Institusi pendidikan yang menjadi wadah reproduksi tenaga kerja hanya mengajarkan “know how”, pengetahuan dalam level praktis. Setiap mahasiswa dalam pendidikan tinggi lewat fakultas-fakultas ilmu terapan hanya diajari bagaimana membuat kapal yang baik, bagaimana mencabut gigi yang benar, bagaimana mengatur manajemen perusahaan dan mendapatkan keuntungan yang maksimal. Bentuk pengetahuan tersebut bukan tidak penting, akan tetapi berbahaya, sebab lewat pengetahuan spesialis yang praktislah daya kritis dibunuh.
Pendidikan sebagai Wadah (Re)Produksi Ideologi
Reproduksi tenaga kerja melalui pendidikan tidak hanya berlaku pada aras spesialisasi dan peningkatan keterampilan praktis, tetapi juga pada aras kepatuhan pada ideologi yang sedang terlaksana di suatu negara. Althusser menjelaskan bahwa reproduksi keahlian buruh hanya dapat dilakukan dalam bentuk dan di bawah bentuk kepatuhan ideologis. Maka jangan heran jika setiap awal mula ajaran baru di pendidikan tinggi selalu ada masa orientasi untuk mendidik karakter patuh. Selanjutnya ketika menjadi mahasiswa haruslah menaati setiap aturan disiplin diri yang ketat: masuk pukul 07.00 pulang pukul 15.00; tidak diperkenankan memakai kaos oblong dan bersandal jepit; harus mencukupi persyaratan kehadiran 75% untuk dapat ikut ujian; masa studi maksimal 5 tahun.
Tentang aturan terbaru pemerintah kita yang mewajibkan setiap mahasiswa lulus maksimal 5 tahun, waktu dipersingkat dan peluang-peluang mahasiswa untuk berdialog dengan ilmu-ilmu lain di luar bidang studi utamanya semakin menipis. Maka jangan heran jika mahasiswa kedokteran gigi hanya tahu bagaimana cara mencabut gigi yang baik. Tapi memang sebagai calon pekerja yang baik tidak dibutuhkan ilmu yang luas, asal tunduk dan bisa menghasilkan barang yang laku dijual sudah cukup. Melalui regulasi-regulasi itulah mental pekerja disusupkan secara halus, ideologi kapitalis yang hanya berurusan dengan kelangsungan produksi dan monopoli produksi membutuhkan ketaatan pada setiap aturan “moral yang baik”, dan untuk tujuan itu calon pekerja harus sudah dibiasakan sejak dalam intitusi pendidikan.

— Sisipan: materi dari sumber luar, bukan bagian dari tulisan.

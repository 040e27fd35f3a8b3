use tokio::task::JoinHandle;

/// Aborts a background task when dropped, tying it to its owning node.
pub(crate) struct AbortOnDrop(pub(crate) JoinHandle<()>);

impl Drop for AbortOnDrop {
    fn drop(&mut self) {
        self.0.abort();
    }
}
use super::{CallReply, EdgeState};
use axum::extract::rejection::JsonRejection;
use axum::extract::State;
use axum::http::StatusCode;
use axum::response::{IntoResponse, Response};
use axum::routing::get;
use axum::{Json, Router};
use serde::Serialize;
use std::sync::Arc;
use tierline_client::Continuation;
use tokio::sync::oneshot;

use crate::protocol::NewUser;

#[derive(Debug, Serialize)]
struct ErrorResponse {
    error: String,
}

#[derive(Debug, Serialize)]
struct HealthResponse {
    status: &'static str,
    pending_calls: usize,
    subscribers: usize,
}

pub(super) fn router(state: Arc<EdgeState>) -> Router {
    Router::new()
        .route("/api/users", get(list_users).post(create_user))
        .route("/health", get(health))
        .with_state(state)
}

async fn health(State(state): State<Arc<EdgeState>>) -> Response {
    let payload = HealthResponse {
        status: "ok",
        pending_calls: state.pending.len(),
        subscribers: state.subscribers.len(),
    };
    (StatusCode::OK, Json(payload)).into_response()
}

async fn list_users(State(state): State<Arc<EdgeState>>) -> Response {
    let (tx, rx) = oneshot::channel();
    state.get_users(Continuation::RespondHttp(tx));

    let users = match await_reply(rx).await.and_then(CallReply::into_users) {
        Ok(users) => users,
        Err(error) => return response_error(StatusCode::INTERNAL_SERVER_ERROR, error),
    };
    (StatusCode::OK, Json(users)).into_response()
}

async fn create_user(
    State(state): State<Arc<EdgeState>>,
    body: Result<Json<NewUser>, JsonRejection>,
) -> Response {
    let user = match body {
        Ok(Json(user)) => user,
        Err(rejection) => return response_error(StatusCode::BAD_REQUEST, rejection.body_text()),
    };
    if let Err(reason) = user.validate() {
        return response_error(StatusCode::BAD_REQUEST, reason);
    }

    let (tx, rx) = oneshot::channel();
    state.create_user(user, Continuation::RespondHttp(tx));

    let created = match await_reply(rx).await.and_then(CallReply::into_user) {
        Ok(created) => created,
        Err(error) => return response_error(StatusCode::INTERNAL_SERVER_ERROR, error),
    };
    (StatusCode::CREATED, Json(created)).into_response()
}

async fn await_reply(rx: oneshot::Receiver<CallReply>) -> Result<CallReply, String> {
    rx.await
        .map_err(|_| "request abandoned before a reply arrived".to_string())
}

fn response_error(status: StatusCode, message: impl Into<String>) -> Response {
    (
        status,
        Json(ErrorResponse {
            error: message.into(),
        }),
    )
        .into_response()
}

Pada ranah infrastruktur (tenaga produktif dan relasi produksi) kita telah mengetahui bahwa kebijakan pendidikan kita khususnya melalui spesialisasi tujuannya jelas, untuk mereproduksi tenaga produktif demi kelangsungan ideologi ekonomi kapitalis. Sementara pada level suprastruktur kita bisa mengatakan bahwa negara sebagai institusi politico-legal bertangung jawab untuk menyuntikkan sikap tunduk pada ideologi kapitalis. Negara adalah state aparatus yang selalu bersifat represif. Represifitas negara dalam pemahaman teori klasik negara Marxis melulu mewujud dalam tindak fisik. Guna memperluas cakupan tindak represif yang ternyata tidak melulu fisik tetapi juga nonfisis—kaitanya dengan internalisasi ketundukan—Althusser mengungkapkan sebuah istilah baru: ISA (Ideological State Apparatuses) untuk memahami pluralitas peran indoktrinasi ketundukan ideologis negara yang tidak selalu tertampak jelas.
ISA tidak selalu melakukan represi fisis, ideologi disuntikkan justru lewat represi nonfisis. Ideologi dalam identifikasi Althusser adalah sistem gagasan dan pelbagai representasi yang mendominasi benak manusia atau kelompok sosial. Aparatus ideologis bekerja seturut dengan beban indoktrinasi ketundukan yang dibawanya, sifat-sifat dan karakter ideologi memanglah amat halus, tidak kentara bahkan simbolik. Lewat hukuman, seleksi, normalisasi, moralisasi dan berbagai basa-basi administratif itulah subjek ditundukkan secara pelan-pelan, agar negara sebagai institusi politico legal tetap legitimate dan terus bisa memproduksi manusia-manusia tunduk yang siap meneruskan oligarki, pengisapan dan rupa tindak eksploitasi kelas lainnya.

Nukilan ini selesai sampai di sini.